Multipurpose submarine antennas are constructed to handle several types of radiations simultaneously. As a result, these structures have a relatively high packing density and space within the structure is at a premium. In particular, one prior art submarine antenna contains as one of its radiators a short, linearly polarized "door knob" fat monopole to handle IFF (identification friend or foe) transmissions. There is no more room within the structure to fit an antenna to receive GPS (global positioning satellite) signals and to compound the problem, the GPS signals are circularly polarized. In addition, GPS transmissions require antenna coverage for all angles in the upper hemisphere extending from +20° to overhead. This means that even if one were willing to take the polarization loss of the present IFF antenna, the pattern loss would be prohibitive at high angles.
An object of the present invention is to provide a multipurpose antenna to provide simultaneous IFF and GPS antenna radiation to circumvent the problems mentioned hereinabove.
Another object of the present invention is to provide a multipurpose submarine antenna providing IFF and GPS antenna radiation without sacrificing gain due to pattern and/or polarization loss and to perform this in the same space now occupied by the prior art IFF antenna alone.

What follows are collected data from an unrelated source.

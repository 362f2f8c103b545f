//! Source adapters: the boundary to remote inventory endpoints.
//!
//! A [`SourceAdapter`] is one connection to one source. It is created per
//! sync cycle by an [`AdapterFactory`], driven sequentially by exactly one
//! replace transaction, and never shared: every method takes `&mut self`.
//!
//! # Error contract
//!
//! | Call | `Err(AdapterError)` means |
//! |------|---------------------------|
//! | `connect` | the cycle fails, nothing is written |
//! | bulk `fetch_*` | connection-level failure, the cycle fails |
//! | per-object `fetch_*(&object)` | that object's details are skipped |
//!
//! Bulk fetches are expected to absorb failures of individual objects in a
//! listing themselves and return the objects they could read.

use async_trait::async_trait;

use crate::adapter_file::FileAdapter;
use crate::error::AdapterError;
use crate::models::{
    Alarm, Cluster, Datastore, DistributedSwitch, DrsRule, Event, Folder, HostPerformance,
    HostSystem, NetworkAdapter, Permission, PortGroup, ResourcePool, ScsiLun, SnapshotTree,
    Source, StorageAdapter, VApp, VirtualMachine, VmPerformance, VmTemplate,
};

pub type AdapterResult<T> = Result<T, AdapterError>;

#[async_trait]
pub trait SourceAdapter: Send {
    async fn connect(&mut self) -> AdapterResult<()>;

    /// Release the connection. Called on every exit path after `connect`.
    async fn disconnect(&mut self) -> AdapterResult<()>;

    async fn fetch_vms(&mut self) -> AdapterResult<Vec<VirtualMachine>>;
    async fn fetch_hosts(&mut self) -> AdapterResult<Vec<HostSystem>>;
    async fn fetch_datastores(&mut self) -> AdapterResult<Vec<Datastore>>;
    async fn fetch_clusters(&mut self) -> AdapterResult<Vec<Cluster>>;
    async fn fetch_distributed_switches(&mut self) -> AdapterResult<Vec<DistributedSwitch>>;
    async fn fetch_port_groups(&mut self) -> AdapterResult<Vec<PortGroup>>;
    async fn fetch_resource_pools(&mut self) -> AdapterResult<Vec<ResourcePool>>;
    async fn fetch_vapps(&mut self) -> AdapterResult<Vec<VApp>>;
    async fn fetch_folders(&mut self) -> AdapterResult<Vec<Folder>>;
    async fn fetch_templates(&mut self) -> AdapterResult<Vec<VmTemplate>>;
    /// Most recent events first, at most `max_events`.
    async fn fetch_events(&mut self, max_events: usize) -> AdapterResult<Vec<Event>>;
    async fn fetch_alarms(&mut self) -> AdapterResult<Vec<Alarm>>;
    async fn fetch_permissions(&mut self) -> AdapterResult<Vec<Permission>>;

    async fn fetch_snapshots(&mut self, vm: &VirtualMachine) -> AdapterResult<SnapshotTree>;
    async fn fetch_network_adapters(
        &mut self,
        vm: &VirtualMachine,
    ) -> AdapterResult<Vec<NetworkAdapter>>;
    async fn fetch_vm_performance(
        &mut self,
        vm: &VirtualMachine,
    ) -> AdapterResult<Vec<VmPerformance>>;
    async fn fetch_storage_adapters(
        &mut self,
        host: &HostSystem,
    ) -> AdapterResult<Vec<StorageAdapter>>;
    async fn fetch_scsi_luns(&mut self, host: &HostSystem) -> AdapterResult<Vec<ScsiLun>>;
    async fn fetch_host_performance(
        &mut self,
        host: &HostSystem,
    ) -> AdapterResult<Vec<HostPerformance>>;
    async fn fetch_drs_rules(&mut self, cluster: &Cluster) -> AdapterResult<Vec<DrsRule>>;
}

/// Builds a fresh adapter for a source at the start of each cycle.
pub trait AdapterFactory: Send + Sync {
    fn create(&self, source: &Source) -> AdapterResult<Box<dyn SourceAdapter>>;
}

/// Resolves the adapter kinds shipped with the crate.
///
/// | Kind | Endpoint |
/// |------|----------|
/// | `file` | path to a JSON inventory dump |
#[derive(Debug, Default, Clone, Copy)]
pub struct BuiltinAdapters;

impl AdapterFactory for BuiltinAdapters {
    fn create(&self, source: &Source) -> AdapterResult<Box<dyn SourceAdapter>> {
        match source.adapter.as_str() {
            "file" => {
                let path = source.endpoint.as_deref().ok_or_else(|| {
                    AdapterError::connection(format!(
                        "source '{}' has no endpoint configured",
                        source.hostname
                    ))
                })?;
                Ok(Box::new(FileAdapter::new(path)))
            }
            other => Err(AdapterError::connection(format!(
                "unknown adapter kind: '{}'. Available: file",
                other
            ))),
        }
    }
}

#[cfg(test)]
mod tests {
    use super::*;
    use crate::models::SyncStatus;

    fn source(adapter: &str, endpoint: Option<&str>) -> Source {
        Source {
            id: 1,
            hostname: "vc01.lab".to_string(),
            username: None,
            credential_ref: None,
            adapter: adapter.to_string(),
            endpoint: endpoint.map(str::to_string),
            is_active: true,
            sync_status: SyncStatus::Pending,
            last_sync: None,
            last_error: None,
        }
    }

    #[test]
    fn unknown_kind_is_a_connection_error() {
        let err = BuiltinAdapters.create(&source("soap", None)).err().unwrap();
        assert!(matches!(err, AdapterError::Connection(m) if m.contains("soap")));
    }

    #[test]
    fn file_kind_requires_an_endpoint() {
        let err = BuiltinAdapters.create(&source("file", None)).err().unwrap();
        assert!(matches!(err, AdapterError::Connection(_)));
        assert!(BuiltinAdapters
            .create(&source("file", Some("/tmp/dump.json")))
            .is_ok());
    }
}
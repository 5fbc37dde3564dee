//! Exhaustive enumeration over a charset.
//!
//! Phrases are produced length-major: all strings of length `min` first, then
//! `min + 1`, up to `max`. Within a length the order follows the charset like an
//! odometer whose rightmost wheel turns fastest. For charset `ab` and lengths 1..=2
//! the sequence is `a b aa ab ba bb`.

use crate::checkpoint::{StateReader, StateWriter};
use crate::error::{Error, Result};
use crate::guessers::charset::{self, CharsetOptions};
use crate::guessers::{Guesser, GuesserOptions};
use crate::phrase::PhraseBlock;

pub(crate) const NAME: &str = "incremental";

const TAG_LENGTH: &str = "length";
const TAG_INDEXES: &str = "indexes";
const TAG_HAS_NEXT: &str = "has_next";

/// Odometer-style exhaustive guesser.
#[derive(Debug, Clone, Default)]
pub struct IncrementalGuesser {
    options: CharsetOptions,
    length: usize,
    indexes: Vec<u32>,
    has_next: bool,
}

impl IncrementalGuesser {
    /// Creates an unconfigured guesser with default charset options.
    pub fn new() -> Self {
        Self::default()
    }

    fn advance(&mut self) {
        let radix = self.options.charset.len() as u32;
        for pos in (0..self.length).rev() {
            self.indexes[pos] += 1;
            if self.indexes[pos] < radix {
                return;
            }
            self.indexes[pos] = 0;
        }
        // Every wheel wrapped: move on to the next length.
        self.length += 1;
        if self.length > self.options.max {
            self.has_next = false;
        }
    }
}

impl Guesser for IncrementalGuesser {
    fn name(&self) -> &'static str {
        NAME
    }

    fn options(&self) -> &'static [(&'static str, &'static str)] {
        charset::OPTIONS
    }

    fn setup(&mut self, options: &GuesserOptions) -> Result<()> {
        self.options.apply(NAME, options)
    }

    fn init(&mut self) -> Result<()> {
        self.options.validate()?;
        self.length = self.options.min;
        self.indexes = vec![0; self.options.max];
        self.has_next = true;
        Ok(())
    }

    fn guess(&mut self, out: &mut PhraseBlock) -> bool {
        if !self.has_next {
            return false;
        }
        let charset = &self.options.charset;
        for (byte, &index) in out
            .fill(self.length)
            .iter_mut()
            .zip(&self.indexes[..self.length])
        {
            *byte = charset[index as usize];
        }
        self.advance();
        true
    }

    fn save_state(&self, writer: &mut dyn StateWriter) {
        writer.put_usize(TAG_LENGTH, self.length);
        writer.put_u32_list(TAG_INDEXES, &self.indexes);
        writer.put_bool(TAG_HAS_NEXT, self.has_next);
    }

    fn load_state(&mut self, reader: &mut dyn StateReader) -> Result<()> {
        self.options.validate()?;
        let length = reader.get_usize(TAG_LENGTH)?;
        let indexes = reader.get_u32_list(TAG_INDEXES)?;
        let has_next = reader.get_bool(TAG_HAS_NEXT)?;

        let (min, max) = (self.options.min, self.options.max);
        if length < min || length > max + 1 || (has_next && length > max) {
            return Err(Error::State(format!(
                "length {} outside {}..={}",
                length, min, max
            )));
        }
        if indexes.len() != max {
            return Err(Error::State(format!(
                "expected {} indexes, found {}",
                max,
                indexes.len()
            )));
        }
        let radix = self.options.charset.len() as u32;
        if indexes.iter().any(|&i| i >= radix) {
            return Err(Error::State(format!(
                "index beyond charset of {} characters",
                radix
            )));
        }

        self.length = length;
        self.indexes = indexes;
        self.has_next = has_next;
        Ok(())
    }
}
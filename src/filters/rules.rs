//! Regular-expression allow/deny rules.
//!
//! Rule files are line oriented:
//!
//! ```text
//! # must start with a capital letter
//! + ^[A-Z]
//! # but not end in a digit
//! - [0-9]$
//! ```
//!
//! A candidate passes when it matches every `+` rule and no `-` rule. Rules are
//! checked in file order and checking stops at the first failure.

use std::path::Path;

use regex::bytes::Regex;

use crate::config::LogLevel;
use crate::error::Result;
use crate::plog_fmt;

/// One compiled rule.
#[derive(Debug, Clone)]
pub enum Rule {
    /// Candidate must match.
    Required(Regex),
    /// Candidate must not match.
    Forbidden(Regex),
}

impl Rule {
    fn accepts(&self, phrase: &[u8]) -> bool {
        match self {
            Rule::Required(re) => re.is_match(phrase),
            Rule::Forbidden(re) => !re.is_match(phrase),
        }
    }
}

/// Ordered rule list.
///
/// # Example
///
/// ```rust
/// use phrasehound::filters::RegexFilter;
///
/// let filter = RegexFilter::from_rules("+ ^a\n- z$\n");
/// assert!(filter.matches(b"apple"));
/// assert!(!filter.matches(b"banana"));
/// assert!(!filter.matches(b"az"));
/// ```
#[derive(Debug, Clone, Default)]
pub struct RegexFilter {
    rules: Vec<Rule>,
}

impl RegexFilter {
    /// Loads rules from a file.
    ///
    /// # Errors
    ///
    /// Returns [`Error::Io`](crate::Error::Io) if the file cannot be read. Bad rule
    /// lines are not errors.
    pub fn from_file(path: &Path) -> Result<Self> {
        let content = std::fs::read_to_string(path)?;
        Ok(Self::from_rules(&content))
    }

    /// Parses rule text, warning about and skipping malformed lines.
    pub fn from_rules(text: &str) -> Self {
        let mut rules = Vec::new();
        for (number, line) in text.lines().enumerate() {
            let line = line.trim();
            if line.is_empty() || line.starts_with('#') {
                continue;
            }
            match parse_line(line) {
                Ok(rule) => rules.push(rule),
                Err(reason) => plog_fmt!(
                    LogLevel::Warn,
                    "Skipping regex rule on line {}: {}",
                    number + 1,
                    reason
                ),
            }
        }
        Self { rules }
    }

    /// The compiled rules in evaluation order.
    pub fn rules(&self) -> &[Rule] {
        &self.rules
    }

    /// True if `phrase` satisfies every rule.
    pub fn matches(&self, phrase: &[u8]) -> bool {
        self.rules.iter().all(|rule| rule.accepts(phrase))
    }
}

fn parse_line(line: &str) -> std::result::Result<Rule, String> {
    let mut chars = line.chars();
    let kind = chars.next();
    let pattern = chars.as_str().trim_start();
    if pattern.is_empty() {
        return Err("missing pattern".to_string());
    }
    let compile = |p: &str| Regex::new(p).map_err(|e| format!("bad pattern: {}", e));
    match kind {
        Some('+') => Ok(Rule::Required(compile(pattern)?)),
        Some('-') => Ok(Rule::Forbidden(compile(pattern)?)),
        _ => Err(format!("expected '+' or '-', got {:?}", line)),
    }
}

#[cfg(test)]
mod tests {
    use super::*;
    use crate::error::Error;
    use std::io::Write;
    use tempfile::NamedTempFile;

    #[test]
    fn test_required_and_forbidden() {
        let filter = RegexFilter::from_rules("+ ^a\n- z$");
        assert!(filter.matches(b"apple"));
        assert!(!filter.matches(b"banana"));
        assert!(!filter.matches(b"az"));
    }

    #[test]
    fn test_comments_blank_and_malformed_lines() {
        let filter = RegexFilter::from_rules(
            "# comment\n\n+ ^[0-9]+$\n* nonsense\n+\n- (unclosed\n  - 7  \n",
        );
        assert_eq!(filter.rules().len(), 2);
        assert!(filter.matches(b"123"));
        assert!(!filter.matches(b"1237"));
        assert!(!filter.matches(b"abc"));
    }

    #[test]
    fn test_empty_filter_passes_everything() {
        let filter = RegexFilter::from_rules("");
        assert!(filter.matches(b"anything"));
    }

    #[test]
    fn test_non_utf8_phrases() {
        let filter = RegexFilter::from_rules("- ^x");
        assert!(filter.matches(&[0xff, 0xfe]));
    }

    #[test]
    fn test_from_file() {
        let mut file = NamedTempFile::new().unwrap();
        writeln!(file, "+ ^a").unwrap();
        let filter = RegexFilter::from_file(file.path()).unwrap();
        assert_eq!(filter.rules().len(), 1);

        assert!(matches!(
            RegexFilter::from_file(Path::new("/nonexistent/rules")),
            Err(Error::Io(_))
        ));
    }
}
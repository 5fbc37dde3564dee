//! The locked secret key under attack.
//!
//! Packet parsing is out of scope, so a [`Key`] is read from a small TOML document that
//! carries the fields a PGP secret-key packet would hold. Binary fields are hex strings.
//!
//! ```toml
//! version = 4
//! data = "8f1e..."            # encrypted secret MPIs followed by the checksum
//!
//! [public]
//! algorithm = "rsa"           # or "dsa" with p, q, g, y
//! n = "b1434413..."
//! e = "10001"
//!
//! [s2k]
//! usage = 254                 # 254 = SHA-1 trailer, other non-zero = 16-bit sum
//! cipher = 3                  # CAST5
//! spec = 3                    # iterated and salted
//! hash = 2                    # SHA-1
//! salt = "0102030405060708"
//! count = 96
//! iv = "0011223344556677"
//! ```
//!
//! Besides the raw parameters the key supplies the two checks a tester cannot do on its
//! own: [`Key::quick_check`] judges a decrypted first block and [`Key::verify`] checks
//! the recovered secret material against the public values.

use std::fmt;
use std::path::Path;

use num_bigint::BigUint;
use serde::{Deserialize, Deserializer, Serialize, Serializer};

use crate::error::{Error, Result};
use crate::s2k::String2Key;

/// Smallest plausible bit count for the first secret MPI.
pub const MIN_BN_BITS: usize = 64;

/// Hex (de)serialisation for byte fields.
pub(crate) mod hex_bytes {
    use serde::de::Error as _;
    use serde::{Deserialize, Deserializer, Serializer};

    pub fn serialize<T, S>(bytes: &T, serializer: S) -> Result<S::Ok, S::Error>
    where
        T: AsRef<[u8]>,
        S: Serializer,
    {
        serializer.serialize_str(&hex::encode(bytes))
    }

    pub fn deserialize<'de, D>(deserializer: D) -> Result<Vec<u8>, D::Error>
    where
        D: Deserializer<'de>,
    {
        let text = String::deserialize(deserializer)?;
        hex::decode(text.trim()).map_err(D::Error::custom)
    }
}

/// A multi-precision integer, written as hex in the key file.
#[derive(Clone, PartialEq, Eq)]
pub struct Mpi(BigUint);

impl Mpi {
    /// Wraps a value.
    pub fn new(value: BigUint) -> Self {
        Self(value)
    }

    /// The integer value.
    pub fn value(&self) -> &BigUint {
        &self.0
    }

    /// Bit length of the value.
    pub fn bits(&self) -> usize {
        self.0.bits() as usize
    }
}

impl fmt::Debug for Mpi {
    fn fmt(&self, f: &mut fmt::Formatter<'_>) -> fmt::Result {
        write!(f, "Mpi({} bits)", self.bits())
    }
}

impl Serialize for Mpi {
    fn serialize<S: Serializer>(&self, serializer: S) -> std::result::Result<S::Ok, S::Error> {
        serializer.serialize_str(&self.0.to_str_radix(16))
    }
}

impl<'de> Deserialize<'de> for Mpi {
    fn deserialize<D: Deserializer<'de>>(deserializer: D) -> std::result::Result<Self, D::Error> {
        use serde::de::Error as _;
        let text = String::deserialize(deserializer)?;
        BigUint::parse_bytes(text.trim().as_bytes(), 16)
            .map(Mpi)
            .ok_or_else(|| D::Error::custom(format!("invalid hex integer: {:?}", text)))
    }
}

/// Public half of the key.
#[derive(Debug, Clone, PartialEq, Eq, Serialize, Deserialize)]
#[serde(tag = "algorithm", rename_all = "lowercase")]
pub enum PublicKey {
    /// RSA modulus and exponent.
    Rsa {
        /// Modulus.
        n: Mpi,
        /// Public exponent.
        e: Mpi,
    },
    /// DSA domain parameters and public value.
    Dsa {
        /// Prime modulus.
        p: Mpi,
        /// Subgroup order.
        q: Mpi,
        /// Generator.
        g: Mpi,
        /// Public value `g^x mod p`.
        y: Mpi,
    },
}

/// A secret key as the attack sees it.
///
/// Immutable once loaded. Testers share it through an `Arc`; each tester keeps its own
/// derivation and decryption scratch state.
#[derive(Debug, Clone, PartialEq, Eq, Serialize, Deserialize)]
pub struct Key {
    /// Packet version; only 4 can be attacked.
    pub version: u8,
    /// Encrypted secret MPIs followed by the checksum.
    #[serde(with = "hex_bytes")]
    pub data: Vec<u8>,
    /// Public parameters.
    pub public: PublicKey,
    /// Protection parameters.
    pub s2k: String2Key,
}

impl Key {
    /// Loads a key from a TOML file.
    ///
    /// # Errors
    ///
    /// Returns [`Error::Io`] if the file cannot be read and [`Error::Key`] if it does
    /// not describe a usable key.
    pub fn from_file(path: &Path) -> Result<Self> {
        let content = std::fs::read_to_string(path)?;
        Self::from_toml_str(&content)
    }

    /// Parses a key from TOML text.
    ///
    /// # Errors
    ///
    /// Returns [`Error::Key`] for malformed documents.
    pub fn from_toml_str(content: &str) -> Result<Self> {
        let key: Key =
            toml::from_str(content).map_err(|e| Error::Key(format!("parse error: {}", e)))?;
        key.validate()?;
        Ok(key)
    }

    /// Renders the key as TOML.
    pub fn to_toml(&self) -> Result<String> {
        toml::to_string_pretty(self).map_err(|e| Error::Key(format!("serialize error: {}", e)))
    }

    fn validate(&self) -> Result<()> {
        let modulus_bits = match &self.public {
            PublicKey::Rsa { n, .. } => n.bits(),
            PublicKey::Dsa { p, q, .. } => p.bits().min(q.bits()),
        };
        if modulus_bits == 0 {
            return Err(Error::Key("public modulus is zero".to_string()));
        }
        if self.locked() {
            if self.data.is_empty() {
                return Err(Error::Key("no encrypted data".to_string()));
            }
            if self.s2k.iv.is_empty() {
                return Err(Error::Key("missing iv".to_string()));
            }
        }
        Ok(())
    }

    /// True when the secret material is protected by a pass phrase.
    pub fn locked(&self) -> bool {
        self.s2k.usage != 0
    }

    /// Bit length of the RSA modulus or DSA prime.
    pub fn bits(&self) -> usize {
        match &self.public {
            PublicKey::Rsa { n, .. } => n.bits(),
            PublicKey::Dsa { p, .. } => p.bits(),
        }
    }

    /// Short algorithm name for log output.
    pub fn algorithm_name(&self) -> &'static str {
        match self.public {
            PublicKey::Rsa { .. } => "RSA",
            PublicKey::Dsa { .. } => "DSA",
        }
    }

    /// Cheap plausibility test on the first decrypted block.
    ///
    /// The block starts with the bit count of the first secret MPI followed by its
    /// most significant byte. A wrong pass phrase produces a random header, which this
    /// rejects with high probability.
    pub fn quick_check(&self, first_block: &[u8]) -> bool {
        if first_block.len() < 3 {
            return false;
        }
        let num_bits = u16::from_be_bytes([first_block[0], first_block[1]]) as usize;
        if num_bits < MIN_BN_BITS || num_bits > self.bits() {
            return false;
        }
        let top_bits = 8 - first_block[2].leading_zeros() as usize;
        num_bits % 8 == top_bits % 8
    }

    /// Checks decrypted secret MPIs (checksum already stripped) against the public key.
    pub fn verify(&self, secret: &[u8]) -> bool {
        let mut pos = 0;
        match &self.public {
            PublicKey::Rsa { n, .. } => {
                let (Some(_d), Some(p), Some(q), Some(u)) = (
                    read_mpi(secret, &mut pos),
                    read_mpi(secret, &mut pos),
                    read_mpi(secret, &mut pos),
                    read_mpi(secret, &mut pos),
                ) else {
                    return false;
                };
                if q.bits() == 0 || &p * &q != *n.value() {
                    return false;
                }
                (&p * &u) % &q == BigUint::from(1u32)
            }
            PublicKey::Dsa { p, g, y, .. } => {
                let Some(x) = read_mpi(secret, &mut pos) else {
                    return false;
                };
                g.value().modpow(&x, p.value()) == *y.value()
            }
        }
    }
}

/// Reads one length-prefixed MPI and advances `pos`.
pub(crate) fn read_mpi(buf: &[u8], pos: &mut usize) -> Option<BigUint> {
    let header = buf.get(*pos..*pos + 2)?;
    let bits = u16::from_be_bytes([header[0], header[1]]) as usize;
    let len = bits.div_ceil(8);
    let body = buf.get(*pos + 2..*pos + 2 + len)?;
    *pos += 2 + len;
    Some(BigUint::from_bytes_be(body))
}

/// Builders for encrypted keys used across the crate's tests.
#[cfg(test)]
pub(crate) mod testing {
    use num_bigint::BigUint;
    use sha1::{Digest, Sha1};

    use super::*;
    use crate::crypto::{CfbCipher, CipherAlgorithm, HashAlgorithm};
    use crate::s2k::{KeyDeriver, S2kSpec};

    pub const RSA_P: &str = "c3a5c85c97cb3127b4d1a9f6e8c1e5ff";
    pub const RSA_Q: &str = "e7f1a3d5c4b29f8e1d6a5b4c3e2f1a39";
    pub const RSA_N: &str = "b143441319f959f18f616a955feb4d1a3a5212f9524979afb38d899e80591bc7";
    pub const RSA_D: &str = "5734615c084e2c5a731018b02dc503638e6bf2ba3497a1a4749d76c0bde64291";
    pub const RSA_U: &str = "9e12dd26e6992a8ddcfdf1f77a58bd5d";

    pub fn hex_int(text: &str) -> BigUint {
        BigUint::parse_bytes(text.as_bytes(), 16).unwrap()
    }

    pub fn write_mpi(out: &mut Vec<u8>, value: &BigUint) {
        out.extend_from_slice(&(value.bits() as u16).to_be_bytes());
        out.extend_from_slice(&value.to_bytes_be());
    }

    /// Plaintext secret MPIs of the fixture RSA key.
    pub fn rsa_secret() -> Vec<u8> {
        let mut secret = Vec::new();
        for value in [RSA_D, RSA_P, RSA_Q, RSA_U] {
            write_mpi(&mut secret, &hex_int(value));
        }
        secret
    }

    /// Appends the trailer required by `usage`.
    pub fn with_checksum(mut secret: Vec<u8>, usage: u8) -> Vec<u8> {
        if usage == 254 {
            let digest = Sha1::digest(&secret);
            secret.extend_from_slice(&digest);
        } else {
            let sum = secret
                .iter()
                .fold(0u16, |acc, &b| acc.wrapping_add(b as u16));
            secret.extend_from_slice(&sum.to_be_bytes());
        }
        secret
    }

    /// RSA key protected by `phrase` with the given parameters.
    pub fn rsa_key_with(
        phrase: &[u8],
        cipher: CipherAlgorithm,
        hash: HashAlgorithm,
        spec: S2kSpec,
        usage: u8,
    ) -> Key {
        let cfb = CfbCipher::for_algorithm(cipher).unwrap();
        let s2k = String2Key {
            usage,
            cipher,
            spec,
            hash,
            salt: vec![0x3c, 0x91, 0x0a, 0x7e, 0x55, 0xd2, 0x18, 0xf4],
            count: 0,
            iv: (0..cfb.block_size() as u8).map(|i| i.wrapping_mul(37)).collect(),
        };

        let mut session_key = vec![0u8; cfb.key_size()];
        KeyDeriver::new(&s2k, cfb.key_size())
            .unwrap()
            .derive(phrase, &mut session_key);

        let mut data = with_checksum(rsa_secret(), usage);
        cfb.encrypt(&session_key, &s2k.iv, &mut data).unwrap();

        Key {
            version: 4,
            data,
            public: PublicKey::Rsa {
                n: Mpi::new(hex_int(RSA_N)),
                e: Mpi::new(hex_int("10001")),
            },
            s2k,
        }
    }

    /// CAST5 / SHA-1 / iterated-salted key with a SHA-1 trailer.
    pub fn rsa_key(phrase: &[u8]) -> Key {
        rsa_key_with(
            phrase,
            CipherAlgorithm::Cast5,
            HashAlgorithm::Sha1,
            S2kSpec::IteratedSalted,
            254,
        )
    }
}

#[cfg(test)]
mod tests {
    use super::testing::*;
    use super::*;
    use std::io::Write;
    use tempfile::NamedTempFile;

    fn dsa_key() -> Key {
        let mut key = rsa_key(b"unused");
        key.public = PublicKey::Dsa {
            p: Mpi::new(BigUint::from(23u32)),
            q: Mpi::new(BigUint::from(11u32)),
            g: Mpi::new(BigUint::from(4u32)),
            y: Mpi::new(BigUint::from(18u32)),
        };
        key
    }

    #[test]
    fn test_toml_round_trip() {
        let key = rsa_key(b"test123");
        let text = key.to_toml().unwrap();
        assert!(text.contains("algorithm = \"rsa\""));
        assert_eq!(Key::from_toml_str(&text).unwrap(), key);
    }

    #[test]
    fn test_from_file() {
        let key = rsa_key(b"test123");
        let mut file = NamedTempFile::new().unwrap();
        file.write_all(key.to_toml().unwrap().as_bytes()).unwrap();
        let loaded = Key::from_file(file.path()).unwrap();
        assert!(loaded.locked());
        assert_eq!(loaded.bits(), 256);
        assert_eq!(loaded.algorithm_name(), "RSA");
    }

    #[test]
    fn test_from_file_missing() {
        let result = Key::from_file(Path::new("/nonexistent/key.toml"));
        assert!(matches!(result, Err(Error::Io(_))));
    }

    #[test]
    fn test_malformed_documents() {
        let bad_hex = r#"
version = 4
data = "zz"
[public]
algorithm = "rsa"
n = "ff"
e = "3"
[s2k]
usage = 254
cipher = 3
spec = 3
hash = 2
salt = "0102030405060708"
iv = "0001020304050607"
"#;
        assert!(matches!(Key::from_toml_str(bad_hex), Err(Error::Key(_))));

        let unknown_algorithm = bad_hex
            .replace("\"zz\"", "\"00\"")
            .replace("\"rsa\"", "\"elgamal\"");
        assert!(matches!(
            Key::from_toml_str(&unknown_algorithm),
            Err(Error::Key(_))
        ));

        let no_data = bad_hex.replace("\"zz\"", "\"\"");
        assert!(matches!(Key::from_toml_str(&no_data), Err(Error::Key(_))));
    }

    #[test]
    fn test_unlocked_key() {
        let mut key = rsa_key(b"x");
        key.s2k.usage = 0;
        assert!(!key.locked());
    }

    #[test]
    fn test_quick_check_accepts_real_header() {
        let key = rsa_key(b"x");
        assert!(key.quick_check(&rsa_secret()[..8]));
    }

    #[test]
    fn test_quick_check_rejects_implausible_headers() {
        let key = rsa_key(b"x");
        // too few bits
        assert!(!key.quick_check(&[0x00, 0x20, 0xff, 0, 0, 0, 0, 0]));
        // more bits than the modulus
        assert!(!key.quick_check(&[0x01, 0x01, 0x01, 0, 0, 0, 0, 0]));
        // 255 bits needs a top byte with 7 significant bits
        assert!(!key.quick_check(&[0x00, 0xff, 0xff, 0, 0, 0, 0, 0]));
        assert!(key.quick_check(&[0x00, 0xff, 0x57, 0, 0, 0, 0, 0]));
        assert!(!key.quick_check(&[0x00]));
    }

    #[test]
    fn test_verify_rsa() {
        let key = rsa_key(b"x");
        assert!(key.verify(&rsa_secret()));

        let mut corrupted = rsa_secret();
        let last = corrupted.len() - 1;
        corrupted[last] ^= 1;
        assert!(!key.verify(&corrupted));

        assert!(!key.verify(&rsa_secret()[..10]));
        assert!(!key.verify(&[]));
    }

    #[test]
    fn test_verify_dsa() {
        let key = dsa_key();
        let mut secret = Vec::new();
        write_mpi(&mut secret, &BigUint::from(3u32));
        assert!(key.verify(&secret));

        let mut wrong = Vec::new();
        write_mpi(&mut wrong, &BigUint::from(5u32));
        assert!(!key.verify(&wrong));
        assert_eq!(key.algorithm_name(), "DSA");
        assert_eq!(key.bits(), 5);
    }

    #[test]
    fn test_read_mpi() {
        let mut pos = 0;
        let buf = [0x00, 0x09, 0x01, 0xff, 0x00, 0x01, 0x01];
        assert_eq!(read_mpi(&buf, &mut pos), Some(BigUint::from(511u32)));
        assert_eq!(pos, 4);
        assert_eq!(read_mpi(&buf, &mut pos), Some(BigUint::from(1u32)));
        assert_eq!(read_mpi(&buf, &mut pos), None);
    }
}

A feature of the present invention is the provision of a multipurpose submarine antenna comprising: an IFF antenna disposed symmetrically about a vertical axis; first means coupled to the IFF antenna to symmetrically feed the IFF antenna; a GPS antenna disposed coaxially of the vertical axis and above the IFF antenna; a gap having a predetermined width disposed between the top of the IFF antenna and the bottom of the GPS antenna; second means disposed coaxially of the vertical axis and within the IFF antenna to feed the GPS antenna; and a conductive shield disposed coaxially of the vertical axis surrounding the second means and interconnecting the IFF antenna and the GPS antenna for isolation therebetween.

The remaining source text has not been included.